Pour la douzième fois depuis un an et demi, les membres de l'Assemblée montrent leur capacité à répondre « présents » malgré l'urgence de la situation. Depuis un an et demi, les groupes socialistes à l'Assemblée et au Sénat se mobilisent pour que les libertés publiques soient préservées autant que possible ; pour que les moyens du Gouvernement pour lutter contre l'épidémie soient à la fois suffisants et bien encadrés ; pour que le rôle du Parlement soit respecté.
Nous ne sommes pas en train de parler du fond du projet de loi : nous n'avons même pas la possibilité de l'évoquer tant la forme pose de graves problèmes. Ce constat est unanime dans tous les rangs de l'opposition, à l'Assemblée comme au Sénat. Pourtant, vous avez décidé de rétablir le texte adopté en première lecture. Quand je vous entends parler de texte équilibré, monsieur le rapporteur, je vous avoue avoir l'impression que nous n'avons pas assisté aux mêmes débats.

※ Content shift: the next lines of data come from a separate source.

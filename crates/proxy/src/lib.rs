//! `ao-router-proxy` — routes AO compute-unit (CU) and memory-unit (MU)
//! requests to a pool of backend hosts keyed by a per-request process id,
//! with deterministic hashing, ordered failover, an optional bailout
//! overlay, and per-unit route shaping.
//!
//! Module map, one entry per component in the design (`C1`..`C9`):
//! - [`pool`] — C1 Host Pool
//! - [`hash`] — C2 Hash Resolver
//! - [`bailout`] — C3 Bailout Resolver
//! - [`determine`] — C4 Host Determiner
//! - [`client`] — C5 Proxy Engine
//! - [`trampoline`] — C6 Failover Trampoline
//! - [`routes`] — C7 Route Binder
//! - [`redirect`] — C8 Redirect Mode
//! - [`lifecycle`] — C9 Request Lifecycle Interface

pub mod bailout;
pub mod client;
pub mod config;
pub mod determine;
pub mod error;
pub mod hash;
pub mod lifecycle;
pub mod model;
pub mod pool;
pub mod redirect;
pub mod routes;
pub mod state;
pub mod trampoline;

use std::sync::Arc;

use axum::Router;

use crate::bailout::BailoutResolver;
use crate::client::ProxyEngine;
use crate::config::{Config, Role};
use crate::determine::HostDeterminer;
use crate::lifecycle::{LifecycleSink, NoopLifecycleSink};
use crate::state::AppState;

/// Build the axum `Router` for `config`'s role and strategy. `lifecycle`
/// defaults to a no-op sink — pass a real one to wire in the (out-of-scope)
/// metrics collaborator.
pub fn build_router(config: Config, lifecycle: Option<Arc<dyn LifecycleSink>>) -> anyhow::Result<Router> {
	let engine = ProxyEngine::new(config.timeouts)?;
	let bailout = config
		.bailout
		.clone()
		.map(BailoutResolver::new)
		.transpose()?;
	let determiner = HostDeterminer::new(config.pool.clone(), bailout);

	let state = AppState {
		config: Arc::new(config.clone()),
		determiner: Arc::new(determiner),
		engine: Arc::new(engine),
		lifecycle: lifecycle.unwrap_or_else(|| Arc::new(NoopLifecycleSink)),
	};

	let role_router = match config.role {
		Role::Cu => routes::cu::router(),
		Role::Mu => routes::mu::router(),
	};

	Ok(role_router.with_state(state))
}

#[cfg(test)]
mod tests {
	use axum::body::Body;
	use axum::http::{Request, StatusCode};
	use tower::ServiceExt;
	use wiremock::matchers::{method, path};
	use wiremock::{Mock, MockServer, ResponseTemplate};

	use super::*;
	use crate::config::{RawConfig, Strategy};

	async fn cu_config(hosts: Vec<String>) -> Config {
		Config::from_raw(RawConfig {
			role: Some(crate::config::Role::Cu),
			hosts,
			..Default::default()
		})
		.unwrap()
	}

	#[tokio::test]
	async fn missing_process_id_returns_404_without_contacting_backend() {
		let backend = MockServer::start().await;
		// No mocks registered — any request to the backend would panic the
		// mock server as unexpected.
		let config = cu_config(vec![backend.uri()]).await;
		let router = build_router(config, None).unwrap();

		let response = router
			.oneshot(
				Request::builder()
					.method("POST")
					.uri("/dry-run")
					.body(Body::from("{}"))
					.unwrap(),
			)
			.await
			.unwrap();
		assert_eq!(response.status(), StatusCode::NOT_FOUND);
		let body = http_body_util::BodyExt::collect(response.into_body())
			.await
			.unwrap()
			.to_bytes();
		let json: serde_json::Value = serde_json::from_slice(&body).unwrap();
		assert_eq!(json["error"], "Process id not found on request");
	}

	#[tokio::test]
	async fn successful_proxy_returns_backend_response() {
		let backend = MockServer::start().await;
		Mock::given(method("GET"))
			.and(path("/state/P1"))
			.respond_with(ResponseTemplate::new(200).set_body_string("running"))
			.mount(&backend)
			.await;

		let config = cu_config(vec![backend.uri()]).await;
		let router = build_router(config, None).unwrap();

		let response = router
			.oneshot(
				Request::builder()
					.method("GET")
					.uri("/state/P1")
					.body(Body::empty())
					.unwrap(),
			)
			.await
			.unwrap();
		assert_eq!(response.status(), StatusCode::OK);
	}

	#[tokio::test]
	async fn backend_500_passes_through_without_failover() {
		let backend_a = MockServer::start().await;
		let backend_b = MockServer::start().await;
		Mock::given(method("GET"))
			.respond_with(ResponseTemplate::new(500).set_body_string("boom"))
			.expect(1)
			.mount(&backend_a)
			.await;
		// backend_b must never be contacted: a non-2xx is Success, not
		// TransportError, so there is no failover.

		// Force the pool ordering so attempt 0 always lands on backend_a by
		// making it the only entry in the effective pool via a
		// process-specific bailout override.
		let mut overlays = crate::bailout::BailoutOverlays::default();
		overlays.process_to_host.insert(
			ao_router_core::Strng::from("P1"),
			std::sync::Arc::from(vec![crate::model::Origin::parse(&backend_a.uri()).unwrap()]),
		);
		let mut config = cu_config(vec![backend_a.uri(), backend_b.uri()]).await;
		config.bailout = Some(crate::bailout::BailoutConfig {
			overlays,
			..Default::default()
		});
		let router = build_router(config, None).unwrap();

		let response = router
			.oneshot(
				Request::builder()
					.method("GET")
					.uri("/state/P1")
					.body(Body::empty())
					.unwrap(),
			)
			.await
			.unwrap();
		assert_eq!(response.status(), StatusCode::INTERNAL_SERVER_ERROR);
	}

	#[tokio::test]
	async fn redirect_mode_responds_302_without_proxying() {
		let backend = MockServer::start().await;
		let mut config = cu_config(vec![backend.uri()]).await;
		config.strategy = Strategy::Redirect;
		let router = build_router(config, None).unwrap();

		let response = router
			.oneshot(
				Request::builder()
					.method("GET")
					.uri("/state/P1")
					.body(Body::empty())
					.unwrap(),
			)
			.await
			.unwrap();
		assert_eq!(response.status(), StatusCode::FOUND);
		let location = response.headers().get(http::header::LOCATION).unwrap().to_str().unwrap();
		assert!(location.ends_with("/state/P1"));
	}
}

Est-ce à dire que seuls les 300 parlementaires de la majorité auraient raison ? Est-ce à dire qu'ils sont les seuls, monsieur Vigier, à se soucier de la santé de nos concitoyens et de l'état du pays ? Les 600 autres n'en auraient donc que faire ? En première lecture, ce texte a été adopté à une très courte majorité ; il a été l'objet d'une contestation unanime allant des bancs de la gauche à ceux de la droite.
Je suis sidérée par votre obstination, sidérée de voir le Gouvernement déterminé à retenir la date du 31 juillet 2022 pour la sortie de l'état d'urgence. Je vous repose une nouvelle fois la question : pourquoi faudrait-il prolonger si longtemps l'état d'exception, de surcroît en enjambant des échéances électorales essentielles pour le pays ? Les explications manquent et vos arguments ne persuadent pas grand monde – même des membres de la majorité sont sceptiques. Nous sommes attachés à l'équilibre des pouvoirs et à notre fonction de contrôle de l'action du Gouvernement. Je suis consternée de vous voir ainsi abdiquer en accordant au Gouvernement un blanc-seing en matière d'état d'urgence sanitaire et de gestion de la crise.
Chers collègues de la majorité, notre chambre n'est pas là pour ratifier la volonté du Gouvernement. Les parlementaires de l'opposition à l'Assemblée nationale et de la majorité au Sénat vous ont proposé d'autres solutions. Le Sénat a même présenté un contre-projet faisant consensus au sein de cette assemblée : il respecte le rôle de contrôle du Parlement, en prévoyant une durée de prorogation des régimes d'exception qui nous permettra d'examiner leur pertinence à la fin du mois de février ; il propose un meilleur encadrement des outils de gestion de la crise sanitaire eu égard à la circulation virale et au taux de vaccination ; il est proportionné. Mais, encore une fois, vous décidez seuls sans écouter nos propositions, ni même les mises en garde formulées sur vos propres bancs. Nous nous opposerons donc au projet de loi en l'état.
La covid-19 fait désormais partie de notre quotidien. Si nous devons apprendre à vivre durablement avec le virus – c'est ce qui se passe depuis dix-huit mois –, nous devons le faire sous un régime de droit commun. Nous ne pouvons prolonger durablement un régime d'exception contraire à l'État de droit et qui banalise complètement le régime d'état d'urgence.
Nous saisirons le Conseil constitutionnel afin de contester la prorogation de dispositifs dérogatoires du droit commun au-delà de la période électorale à venir. Il est ubuesque que le Gouvernement nous demande aujourd'hui un blanc-seing pour une nouvelle période de huit mois.
Nous le saisirons également sur les dispositions concernant le contrôle du statut vaccinal des élèves par les directeurs d'école. Elles ne pourraient se justifier que si la vaccination était rendue obligatoire, mais vous avez affirmé à plusieurs reprises que vous ne le souhaitiez pas. Les directeurs d'établissement s'opposent à cette mesure sur laquelle ils n'ont pas été consultés. Ne vous en déplaise, il s'agit d'une violation inacceptable du secret médical. En outre, il ne devrait pas incomber à la communauté éducative, déjà très éprouvée, d'effectuer un contrôle susceptible d'introduire une forme de discrimination à l'école.
Pour toutes ces raisons, nous nous opposerons à la prorogation de ce triple état d'exception et nous proposerons que le Parlement examine à nouveau sa pertinence avant la suspension de nos travaux.